• [MATERIAL PROVIDED]
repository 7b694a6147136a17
mod common;
mod store_tests;
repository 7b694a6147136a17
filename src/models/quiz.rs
use bson::oid::ObjectId;
use chrono::{DateTime, Utc};
use serde::{Deserialize, Serialize};

/// A quiz document as stored in the `quizzes` collection and in the
/// offline cache. Field names follow the established wire contract, so
/// documents written by older clients keep deserializing.
#[derive(Debug, Clone, Serialize, Deserialize, PartialEq)]
pub struct Quiz {
    #[serde(rename = "_id", skip_serializing_if = "Option::is_none")]
    pub id: Option<ObjectId>,
    pub title: String,
    pub description: String,
    pub category: String,
    pub difficulty: Difficulty,
    pub access_type: AccessType,
    /// Countdown length. Sessions fall back to one minute per question
    /// when absent.
    #[serde(skip_serializing_if = "Option::is_none")]
    pub duration_minutes: Option<u32>,
    /// Expected to equal `questions.len()`; not enforced by the engine.
    pub total_questions: u32,
    pub questions: Vec<Question>,
    #[serde(rename = "isMockExam", default)]
    pub is_mock_exam: bool,
    #[serde(rename = "scheduledFor", skip_serializing_if = "Option::is_none")]
    pub scheduled_for: Option<DateTime<Utc>>,
    #[serde(rename = "createdAt")]
    pub created_at: DateTime<Utc>,
}

#[derive(Debug, Clone, Serialize, Deserialize, PartialEq)]
pub struct Question {
    pub question: String,
    /// Unique by value within one question.
    pub options: Vec<String>,
    /// Every entry must verbatim equal one of `options`.
    #[serde(rename = "correctAnswers")]
    pub correct_answers: Vec<String>,
    #[serde(default)]
    pub explanation: String,
}

#[derive(Debug, Clone, Copy, Serialize, Deserialize, PartialEq, Eq)]
#[serde(rename_all = "lowercase")]
pub enum Difficulty {
    Easy,
    Medium,
    Hard,
}

#[derive(Debug, Clone, Copy, Serialize, Deserialize, PartialEq, Eq)]
#[serde(rename_all = "lowercase")]
pub enum AccessType {
    Free,
    Premium,
}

• [PROMPT] Return exactly, and only, the lines from the start of the listing through the line with "collection and in the".

• [RESPONSE]
repository 7b694a6147136a17
mod common;
mod store_tests;
repository 7b694a6147136a17
filename src/models/quiz.rs
use bson::oid::ObjectId;
use chrono::{DateTime, Utc};
use serde::{Deserialize, Serialize};

/// A quiz document as stored in the `quizzes` collection and in the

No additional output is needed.